Attachment:- Elements of Data.rar

Reference no: EM132494303

Questions Cloud

What is intuit total net revenue growth : How would these growth rates affect your projection of Intuit's 2017 income statement? What is Intuit's total net revenue growth during 2016?
What is the current value of operations : If the company's weighted average cost of capital is 11 percent, what is the current value of operations, to the nearest million? (Hint: Please consider FCF0
Explain the geico total rewards program : Evaluate the effectiveness of the communication of Geico's total rewards program based upon the Website's descriptions of the benefits. Recommend two (2) areas.
What is the correct amount of his self- employment tax : During the tax year 2018, he had a net profit of $ 150,000. What is the correct amount of his self- employment tax
COMP20008 Elements of Data Assignment : COMP20008 Elements of Data Assignment help and solution, Processing Project - assessment writing service - University of Melbourne
What is the highest expected portfolio return : What is the highest expected portfolio return Brain can earn on his complete portfolio?
What amount of interest cost should harbor capitalize : Harbor incurred interest of $20,000 on specific construction debt, and $60,000 on other borrowings. What amount of interest cost should Harbor capitalize
Why are competency frameworks important : Public health is important work and the people who carry out that work contribute substantially to the health status and quality of life of the individuals.
Compute forecast the company cost of sales : The company anticipates that sales will increase by 2% in 2018 but that the gross profit margin will be the same as 2017. Forecast the company's 2018

Reviews

Write a Review

Other Subject Questions & Answers

  Cross-cultural opportunities and conflicts in canada

Short Paper on Cross-cultural Opportunities and Conflicts in Canada.

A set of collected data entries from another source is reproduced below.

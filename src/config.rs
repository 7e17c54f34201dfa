use std::env;

use crate::engine::dashboard::DEFAULT_LEADERBOARD_SIZE;
use crate::error::AppError;
use crate::models::payment::PaymentRates;

#[derive(Debug, Clone)]
pub struct Config {
    pub http_port: u16,
    pub log_level: String,
    /// `compact` (default) or `json`.
    pub log_format: String,
    pub event_buffer_size: usize,
    pub leaderboard_size: usize,
    /// Starting rate table. Operators can replace it at runtime.
    pub payment_rates: PaymentRates,
}

impl Config {
    pub fn from_env() -> Result<Self, AppError> {
        let _ = dotenvy::dotenv();

        let event_buffer_size = parse_or_default("EVENT_BUFFER_SIZE", 1024)?;
        if event_buffer_size == 0 {
            return Err(AppError::Internal(
                "invalid EVENT_BUFFER_SIZE: must be > 0".to_string(),
            ));
        }

        Ok(Self {
            http_port: parse_or_default("HTTP_PORT", 3000)?,
            log_level: env::var("LOG_LEVEL").unwrap_or_else(|_| "info".to_string()),
            log_format: env::var("LOG_FORMAT").unwrap_or_else(|_| "compact".to_string()),
            event_buffer_size,
            leaderboard_size: parse_or_default("LEADERBOARD_SIZE", DEFAULT_LEADERBOARD_SIZE)?,
            payment_rates: PaymentRates {
                per_order: parse_or_default("PAY_PER_ORDER", 50.0)?,
                per_kilometer: parse_or_default("PAY_PER_KILOMETER", 10.0)?,
                per_hour: parse_or_default("PAY_PER_HOUR", 20.0)?,
            },
        })
    }
}

impl Default for Config {
    fn default() -> Self {
        Self {
            http_port: 3000,
            log_level: "info".to_string(),
            log_format: "compact".to_string(),
            event_buffer_size: 1024,
            leaderboard_size: DEFAULT_LEADERBOARD_SIZE,
            payment_rates: PaymentRates {
                per_order: 50.0,
                per_kilometer: 10.0,
                per_hour: 20.0,
            },
        }
    }
}

fn parse_or_default<T>(key: &str, default: T) -> Result<T, AppError>
where
    T: std::str::FromStr,
    T::Err: std::fmt::Display,
{
    match env::var(key) {
        Ok(raw) => raw
            .parse::<T>()
            .map_err(|err| AppError::Internal(format!("invalid {key}: {err}"))),
        Err(_) => Ok(default),
    }
}

#[cfg(test)]
mod tests {
    use super::parse_or_default;

    #[test]
    fn missing_variable_falls_back_to_default() {
        let value: f64 = parse_or_default("DELIVERY_LEDGER_UNSET_FOR_TEST", 12.5).unwrap();
        assert_eq!(value, 12.5);
    }
}
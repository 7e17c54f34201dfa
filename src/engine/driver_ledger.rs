use tracing::{info, warn};
use uuid::Uuid;

use crate::clock::Clock;
use crate::engine::route_ledger::detach_driver;
use crate::error::LedgerError;
use crate::models::driver::{Driver, DriverProfile, DriverStatus};
use crate::models::route::Route;
use crate::store::{EntityStore, Mutation};

pub struct DriverLedger<'a> {
    drivers: &'a dyn EntityStore<Driver>,
    routes: &'a dyn EntityStore<Route>,
    clock: &'a dyn Clock,
}

impl<'a> DriverLedger<'a> {
    pub fn new(
        drivers: &'a dyn EntityStore<Driver>,
        routes: &'a dyn EntityStore<Route>,
        clock: &'a dyn Clock,
    ) -> Self {
        Self {
            drivers,
            routes,
            clock,
        }
    }

    pub fn register(&self, profile: DriverProfile) -> Result<Driver, LedgerError> {
        let now = self.clock.now();
        let driver = Driver {
            id: Uuid::new_v4(),
            name: profile.name,
            email: profile.email,
            phone: profile.phone,
            vehicle_type: profile.vehicle_type,
            status: DriverStatus::Active,
            online_time: 0.0,
            created_at: now,
            updated_at: now,
        };

        self.drivers.put(driver.clone())?;
        info!(driver_id = %driver.id, "driver registered");
        Ok(driver)
    }

    pub fn get(&self, driver_id: Uuid) -> Result<Driver, LedgerError> {
        self.drivers
            .get(driver_id)?
            .ok_or(LedgerError::DriverNotFound(driver_id))
    }

    /// All drivers in registration order.
    pub fn list(&self) -> Result<Vec<Driver>, LedgerError> {
        Ok(self.drivers.list()?)
    }

    /// Adds `hours` to the accumulator. Never overwrites it.
    pub fn add_online_time(&self, driver_id: Uuid, hours: f64) -> Result<Driver, LedgerError> {
        if !hours.is_finite() || hours <= 0.0 {
            return Err(LedgerError::InvalidAmount { hours });
        }

        let now = self.clock.now();
        let driver = self.mutate(driver_id, &mut |driver| {
            let total = driver.online_time + hours;
            if !total.is_finite() {
                return Err(LedgerError::InvalidAmount { hours });
            }
            driver.online_time = total;
            driver.updated_at = now;
            Ok(())
        })?;

        info!(
            driver_id = %driver_id,
            added_hours = hours,
            online_time = driver.online_time,
            "online time added"
        );
        Ok(driver)
    }

    pub fn reset_online_time(&self, driver_id: Uuid) -> Result<Driver, LedgerError> {
        let now = self.clock.now();
        let driver = self.mutate(driver_id, &mut |driver| {
            driver.online_time = 0.0;
            driver.updated_at = now;
            Ok(())
        })?;

        info!(driver_id = %driver_id, "online time reset");
        Ok(driver)
    }

    pub fn set_status(&self, driver_id: Uuid, status: DriverStatus) -> Result<Driver, LedgerError> {
        let now = self.clock.now();
        let driver = self.mutate(driver_id, &mut |driver| {
            driver.status = status;
            driver.updated_at = now;
            Ok(())
        })?;

        info!(driver_id = %driver_id, status = ?status, "driver status updated");
        Ok(driver)
    }

    /// Removes the driver. Their routes are kept and flagged as detached so
    /// payment history stays auditable. Returns the number of detached routes.
    pub fn delete(&self, driver_id: Uuid) -> Result<usize, LedgerError> {
        self.get(driver_id)?;

        let detached = detach_driver(self.routes, driver_id, self.clock.now())?;
        if !self.drivers.delete(driver_id)? {
            warn!(driver_id = %driver_id, "driver vanished during delete");
        }

        info!(driver_id = %driver_id, detached_routes = detached, "driver deleted");
        Ok(detached)
    }

    fn mutate(
        &self,
        driver_id: Uuid,
        apply: Mutation<'_, Driver>,
    ) -> Result<Driver, LedgerError> {
        self.drivers
            .update(driver_id, apply)?
            .ok_or(LedgerError::DriverNotFound(driver_id))
    }
}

  Sociology theory questions

Sociology are very fundamental in nature. Role strain and role constraint speak about the duties and responsibilities of the roles of people in society or in a group. A short theory about Darwin and Moths is also answered.

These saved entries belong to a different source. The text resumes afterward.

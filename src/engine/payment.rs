use std::sync::{PoisonError, RwLock};

use tracing::debug;
use uuid::Uuid;

use crate::error::LedgerError;
use crate::geo::path_length;
use crate::models::driver::Driver;
use crate::models::payment::{PaymentQuote, PaymentRates};
use crate::models::route::{Route, RouteStatus};
use crate::store::EntityStore;

/// Where quotes read their rate table from. Loaded once per quote.
pub trait RateSource: Send + Sync {
    fn load(&self) -> Result<PaymentRates, LedgerError>;
}

impl RateSource for PaymentRates {
    fn load(&self) -> Result<PaymentRates, LedgerError> {
        Ok(*self)
    }
}

/// Rate table that operators can replace while the service runs.
pub struct SharedRates {
    current: RwLock<PaymentRates>,
}

impl SharedRates {
    pub fn new(rates: PaymentRates) -> Result<Self, LedgerError> {
        rates.validate()?;
        Ok(Self {
            current: RwLock::new(rates),
        })
    }

    pub fn replace(&self, rates: PaymentRates) -> Result<(), LedgerError> {
        rates.validate()?;
        *self.current.write().unwrap_or_else(PoisonError::into_inner) = rates;
        Ok(())
    }
}

impl RateSource for SharedRates {
    fn load(&self) -> Result<PaymentRates, LedgerError> {
        Ok(*self.current.read().unwrap_or_else(PoisonError::into_inner))
    }
}

/// `orders * per_order + km * per_kilometer + hours * per_hour`.
///
/// With non-negative rates this never decreases when any input grows.
pub fn compute_payment(
    completed_orders: u64,
    total_distance: f64,
    total_online_time: f64,
    rates: &PaymentRates,
) -> f64 {
    completed_orders as f64 * rates.per_order
        + total_distance * rates.per_kilometer
        + total_online_time * rates.per_hour
}

pub struct PaymentCalculator<'a> {
    drivers: &'a dyn EntityStore<Driver>,
    routes: &'a dyn EntityStore<Route>,
    rates: &'a dyn RateSource,
}

impl<'a> PaymentCalculator<'a> {
    pub fn new(
        drivers: &'a dyn EntityStore<Driver>,
        routes: &'a dyn EntityStore<Route>,
        rates: &'a dyn RateSource,
    ) -> Self {
        Self {
            drivers,
            routes,
            rates,
        }
    }

    /// Computes a fresh quote from current ledger state. Nothing is cached.
    pub fn quote(&self, driver_id: Uuid) -> Result<PaymentQuote, LedgerError> {
        let driver = self
            .drivers
            .get(driver_id)?
            .ok_or(LedgerError::DriverNotFound(driver_id))?;

        let rates = self.rates.load()?;
        rates.validate()?;

        let mut completed_orders = 0u64;
        let mut total_distance = 0.0;
        for route in self.routes.list()? {
            let counts = route.driver_id == driver_id
                && !route.driver_detached
                && route.status == RouteStatus::Completed;
            if counts {
                completed_orders += 1;
                total_distance += path_length(route.points())?;
            }
        }

        let total_online_time = driver.online_time;
        let total_payment =
            compute_payment(completed_orders, total_distance, total_online_time, &rates);

        debug!(
            driver_id = %driver_id,
            completed_orders,
            total_distance,
            total_online_time,
            total_payment,
            "payment quoted"
        );

        Ok(PaymentQuote {
            driver_id,
            completed_orders,
            total_distance,
            total_online_time,
            total_payment,
        })
    }
}
use std::sync::Arc;

use axum::extract::{Path, State};
use axum::http::StatusCode;
use axum::routing::get;
use axum::Json;
use axum::Router;
use serde::{Deserialize, Serialize};
use tracing::info;
use uuid::Uuid;

use crate::engine::route_ledger::detach_order;
use crate::error::AppError;
use crate::models::event::LedgerEvent;
use crate::models::order::Order;
use crate::state::AppState;

pub fn router() -> Router<Arc<AppState>> {
    Router::new()
        .route("/orders", get(list_orders).post(create_order))
        .route("/orders/:id", get(get_order).delete(delete_order))
}

#[derive(Deserialize)]
pub struct CreateOrderRequest {
    pub customer_name: String,
}

#[derive(Serialize)]
pub struct DeleteOrderResponse {
    pub order_id: Uuid,
    pub detached_routes: usize,
}

async fn create_order(
    State(state): State<Arc<AppState>>,
    Json(payload): Json<CreateOrderRequest>,
) -> Result<(StatusCode, Json<Order>), AppError> {
    if payload.customer_name.trim().is_empty() {
        return Err(AppError::BadRequest(
            "customer_name cannot be empty".to_string(),
        ));
    }

    let order = Order {
        id: Uuid::new_v4(),
        customer_name: payload.customer_name,
        driver_id: None,
        created_at: state.clock.now(),
    };

    let result = state.orders.put(order.clone());
    state.metrics.record_mutation("order", "create", &result);
    result?;

    info!(order_id = %order.id, "order created");
    state.publish(LedgerEvent::OrderCreated {
        order: order.clone(),
    });

    Ok((StatusCode::CREATED, Json(order)))
}

async fn list_orders(State(state): State<Arc<AppState>>) -> Result<Json<Vec<Order>>, AppError> {
    Ok(Json(state.orders.list()?))
}

async fn get_order(
    State(state): State<Arc<AppState>>,
    Path(id): Path<Uuid>,
) -> Result<Json<Order>, AppError> {
    let order = state
        .orders
        .get(id)?
        .ok_or_else(|| AppError::NotFound(format!("order {} not found", id)))?;

    Ok(Json(order))
}

/// Removes the order. Routes that referenced it are kept and flagged.
async fn delete_order(
    State(state): State<Arc<AppState>>,
    Path(id): Path<Uuid>,
) -> Result<Json<DeleteOrderResponse>, AppError> {
    if state.orders.get(id)?.is_none() {
        return Err(AppError::NotFound(format!("order {} not found", id)));
    }

    let result = detach_order(state.routes.as_ref(), id, state.clock.now()).and_then(|detached| {
        state.orders.delete(id)?;
        Ok(detached)
    });
    state.metrics.record_mutation("order", "delete", &result);
    let detached_routes = result?;

    info!(order_id = %id, detached_routes, "order deleted");
    state.publish(LedgerEvent::OrderDeleted {
        order_id: id,
        detached_routes,
    });

    Ok(Json(DeleteOrderResponse {
        order_id: id,
        detached_routes,
    }))
}
use axum::http::StatusCode;
use axum::response::{IntoResponse, Response};
use axum::Json;
use serde_json::json;
use thiserror::Error;
use uuid::Uuid;

use crate::models::route::RouteStatus;

/// Failures of the accounting core. Every variant carries the offending id or
/// value so callers can render a message without another lookup.
#[derive(Debug, Error, Clone, PartialEq)]
pub enum LedgerError {
    #[error("invalid coordinate: lat {lat}, lng {lng}")]
    InvalidCoordinate { lat: f64, lng: f64 },

    #[error("{entity} {id} does not exist")]
    ReferenceNotFound { entity: &'static str, id: Uuid },

    #[error("route {route_id} is {status} and no longer accepts steps")]
    InvalidState { route_id: Uuid, status: RouteStatus },

    #[error("route {route_id} cannot move from {from} to {to}")]
    InvalidTransition {
        route_id: Uuid,
        from: RouteStatus,
        to: RouteStatus,
    },

    #[error("online time delta must be a positive number of hours, got {hours}")]
    InvalidAmount { hours: f64 },

    #[error("payment rate {name} must be a non-negative number, got {value}")]
    InvalidRate { name: &'static str, value: f64 },

    #[error("driver {0} not found")]
    DriverNotFound(Uuid),

    #[error("route {0} not found")]
    RouteNotFound(Uuid),

    #[error("order {order_id} is already assigned to route {route_id}")]
    OrderAlreadyRouted { order_id: Uuid, route_id: Uuid },

    #[error("store unavailable: {0}")]
    StoreUnavailable(String),
}

impl LedgerError {
    pub fn code(&self) -> &'static str {
        match self {
            LedgerError::InvalidCoordinate { .. } => "invalid_coordinate",
            LedgerError::ReferenceNotFound { .. } => "reference_not_found",
            LedgerError::InvalidState { .. } => "invalid_state",
            LedgerError::InvalidTransition { .. } => "invalid_transition",
            LedgerError::InvalidAmount { .. } => "invalid_amount",
            LedgerError::InvalidRate { .. } => "invalid_rate",
            LedgerError::DriverNotFound(_) => "driver_not_found",
            LedgerError::RouteNotFound(_) => "route_not_found",
            LedgerError::OrderAlreadyRouted { .. } => "order_already_routed",
            LedgerError::StoreUnavailable(_) => "store_unavailable",
        }
    }

    fn status(&self) -> StatusCode {
        match self {
            LedgerError::InvalidCoordinate { .. }
            | LedgerError::InvalidAmount { .. }
            | LedgerError::InvalidRate { .. } => StatusCode::BAD_REQUEST,
            LedgerError::ReferenceNotFound { .. } => StatusCode::UNPROCESSABLE_ENTITY,
            LedgerError::InvalidState { .. }
            | LedgerError::InvalidTransition { .. }
            | LedgerError::OrderAlreadyRouted { .. } => StatusCode::CONFLICT,
            LedgerError::DriverNotFound(_) | LedgerError::RouteNotFound(_) => {
                StatusCode::NOT_FOUND
            }
            LedgerError::StoreUnavailable(_) => StatusCode::SERVICE_UNAVAILABLE,
        }
    }
}

#[derive(Debug, Error)]
pub enum AppError {
    #[error(transparent)]
    Ledger(#[from] LedgerError),

    #[error("not found: {0}")]
    NotFound(String),

    #[error("bad request: {0}")]
    BadRequest(String),

    #[error("internal error: {0}")]
    Internal(String),
}

impl IntoResponse for AppError {
    fn into_response(self) -> Response {
        let (status, code, message) = match &self {
            AppError::Ledger(err) => (err.status(), err.code(), err.to_string()),
            AppError::NotFound(msg) => (StatusCode::NOT_FOUND, "not_found", msg.clone()),
            AppError::BadRequest(msg) => (StatusCode::BAD_REQUEST, "bad_request", msg.clone()),
            AppError::Internal(msg) => {
                (StatusCode::INTERNAL_SERVER_ERROR, "internal", msg.clone())
            }
        };

        let body = Json(json!({
            "error": message,
            "code": code,
        }));

        (status, body).into_response()
    }
}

  A book review on unfaithful angels

This review will help the reader understand the social work profession through different concepts giving the glimpse of why the social work profession might have drifted away from its original purpose of serving the poor.

  Disorder paper: schizophrenia

Schizophrenia does not really have just one single cause. It is a possibility that this disorder could be inherited but not all doctors are sure.

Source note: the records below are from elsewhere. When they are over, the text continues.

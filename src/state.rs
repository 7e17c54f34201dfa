use std::sync::Arc;

use tokio::sync::broadcast;
use tracing::debug;

use crate::clock::{Clock, SystemClock};
use crate::config::Config;
use crate::engine::driver_ledger::DriverLedger;
use crate::engine::payment::{PaymentCalculator, SharedRates};
use crate::engine::route_ledger::RouteLedger;
use crate::error::LedgerError;
use crate::models::driver::Driver;
use crate::models::event::{EventEnvelope, LedgerEvent};
use crate::models::order::Order;
use crate::models::route::Route;
use crate::observability::metrics::Metrics;
use crate::store::{EntityStore, MemoryStore};

pub struct AppState {
    pub drivers: Arc<dyn EntityStore<Driver>>,
    pub orders: Arc<dyn EntityStore<Order>>,
    pub routes: Arc<dyn EntityStore<Route>>,
    pub clock: Arc<dyn Clock>,
    pub rates: SharedRates,
    pub leaderboard_size: usize,
    pub events_tx: broadcast::Sender<EventEnvelope>,
    pub metrics: Metrics,
}

impl AppState {
    /// In-memory stores and the system clock.
    pub fn new(config: &Config) -> Result<Self, LedgerError> {
        Self::with_collaborators(
            config,
            Arc::new(MemoryStore::<Driver>::new()),
            Arc::new(MemoryStore::<Order>::new()),
            Arc::new(MemoryStore::<Route>::new()),
            Arc::new(SystemClock),
        )
    }

    pub fn with_collaborators(
        config: &Config,
        drivers: Arc<dyn EntityStore<Driver>>,
        orders: Arc<dyn EntityStore<Order>>,
        routes: Arc<dyn EntityStore<Route>>,
        clock: Arc<dyn Clock>,
    ) -> Result<Self, LedgerError> {
        let (events_tx, _unused_rx) = broadcast::channel(config.event_buffer_size);

        Ok(Self {
            drivers,
            orders,
            routes,
            clock,
            rates: SharedRates::new(config.payment_rates)?,
            leaderboard_size: config.leaderboard_size,
            events_tx,
            metrics: Metrics::new(),
        })
    }

    pub fn route_ledger(&self) -> RouteLedger<'_> {
        RouteLedger::new(
            self.routes.as_ref(),
            self.orders.as_ref(),
            self.drivers.as_ref(),
            self.clock.as_ref(),
        )
    }

    pub fn driver_ledger(&self) -> DriverLedger<'_> {
        DriverLedger::new(self.drivers.as_ref(), self.routes.as_ref(), self.clock.as_ref())
    }

    pub fn payments(&self) -> PaymentCalculator<'_> {
        PaymentCalculator::new(self.drivers.as_ref(), self.routes.as_ref(), &self.rates)
    }

    /// Fans an event out to websocket subscribers. Having none is fine.
    pub fn publish(&self, event: LedgerEvent) {
        let envelope = EventEnvelope {
            at: self.clock.now(),
            event,
        };
        if self.events_tx.send(envelope).is_err() {
            debug!("no event subscribers");
        }
    }
}
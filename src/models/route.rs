use std::fmt;

use chrono::{DateTime, Utc};
use serde::{Deserialize, Serialize};
use uuid::Uuid;

#[derive(Debug, Clone, Copy, Serialize, Deserialize, PartialEq)]
pub struct GeoPoint {
    pub lat: f64,
    pub lng: f64,
}

#[derive(Debug, Clone, Serialize, Deserialize, PartialEq)]
pub struct Step {
    pub location: GeoPoint,
    pub timestamp: DateTime<Utc>,
}

#[derive(Debug, Clone, Copy, Serialize, Deserialize, PartialEq, Eq)]
#[serde(rename_all = "kebab-case")]
pub enum RouteStatus {
    Pending,
    InProgress,
    Completed,
}

impl RouteStatus {
    /// Forward-only progression, one step at a time.
    pub fn can_transition_to(self, next: RouteStatus) -> bool {
        matches!(
            (self, next),
            (RouteStatus::Pending, RouteStatus::InProgress)
                | (RouteStatus::InProgress, RouteStatus::Completed)
        )
    }
}

impl fmt::Display for RouteStatus {
    fn fmt(&self, f: &mut fmt::Formatter<'_>) -> fmt::Result {
        let label = match self {
            RouteStatus::Pending => "pending",
            RouteStatus::InProgress => "in-progress",
            RouteStatus::Completed => "completed",
        };
        f.write_str(label)
    }
}

/// A driver's path for one order. Distance is never stored; see
/// [`crate::engine::route_ledger::RouteLedger::distance_traveled`].
#[derive(Debug, Clone, Serialize, Deserialize, PartialEq)]
pub struct Route {
    pub id: Uuid,
    pub order_id: Uuid,
    pub driver_id: Uuid,
    pub steps: Vec<Step>,
    pub status: RouteStatus,
    /// Set when the referenced driver was deleted. The id is kept for audit.
    pub driver_detached: bool,
    pub order_detached: bool,
    pub created_at: DateTime<Utc>,
    pub updated_at: DateTime<Utc>,
}

impl Route {
    pub fn points(&self) -> impl Iterator<Item = &GeoPoint> {
        self.steps.iter().map(|step| &step.location)
    }
}

/// Read model for route tables: the route plus derived distance and resolved names.
#[derive(Debug, Clone, Serialize, Deserialize)]
pub struct RouteView {
    #[serde(flatten)]
    pub route: Route,
    pub distance_traveled: f64,
    pub driver_name: String,
    pub customer_name: String,
}

/// A step as submitted by a caller. A missing timestamp is filled from the clock.
#[derive(Debug, Clone, Serialize, Deserialize)]
pub struct StepInput {
    pub location: GeoPoint,
    #[serde(default)]
    pub timestamp: Option<DateTime<Utc>>,
}
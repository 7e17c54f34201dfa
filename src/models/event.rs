use chrono::{DateTime, Utc};
use serde::{Deserialize, Serialize};
use uuid::Uuid;

use crate::models::driver::Driver;
use crate::models::order::Order;
use crate::models::payment::PaymentRates;
use crate::models::route::{Route, RouteStatus, Step};

/// Broadcast after every successful ledger mutation.
#[derive(Debug, Clone, Serialize, Deserialize)]
#[serde(tag = "type", rename_all = "snake_case")]
pub enum LedgerEvent {
    RouteCreated { route: Route },
    RouteStepAppended { route_id: Uuid, step: Step },
    RouteStatusChanged { route_id: Uuid, status: RouteStatus },
    RouteDeleted { route_id: Uuid },
    DriverRegistered { driver: Driver },
    DriverUpdated { driver: Driver },
    DriverDeleted { driver_id: Uuid, detached_routes: usize },
    OrderCreated { order: Order },
    OrderDeleted { order_id: Uuid, detached_routes: usize },
    PaymentRatesUpdated { rates: PaymentRates },
}

#[derive(Debug, Clone, Serialize, Deserialize)]
pub struct EventEnvelope {
    pub at: DateTime<Utc>,
    #[serde(flatten)]
    pub event: LedgerEvent,
}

  Individual assignment: two models handout and rubric

Individual Assignment : Two Models Handout and Rubric,    This paper will allow you to understand and evaluate two vastly different organizational models and to effectively communicate their differences.

  Developing strategic intent for toyota

The following report includes the description about the organization, its strategies, industry analysis in which it operates and its position in the industry.

  Gasoline powered passenger vehicles

In this study, we examine how gasoline price volatility and income of the consumers impacts consumer's demand for gasoline.

  An aspect of poverty in canada

Economics thesis undergrad 4th year paper to write. it should be about 22 pages in length, literature review, economic analysis and then data or cost benefit analysis.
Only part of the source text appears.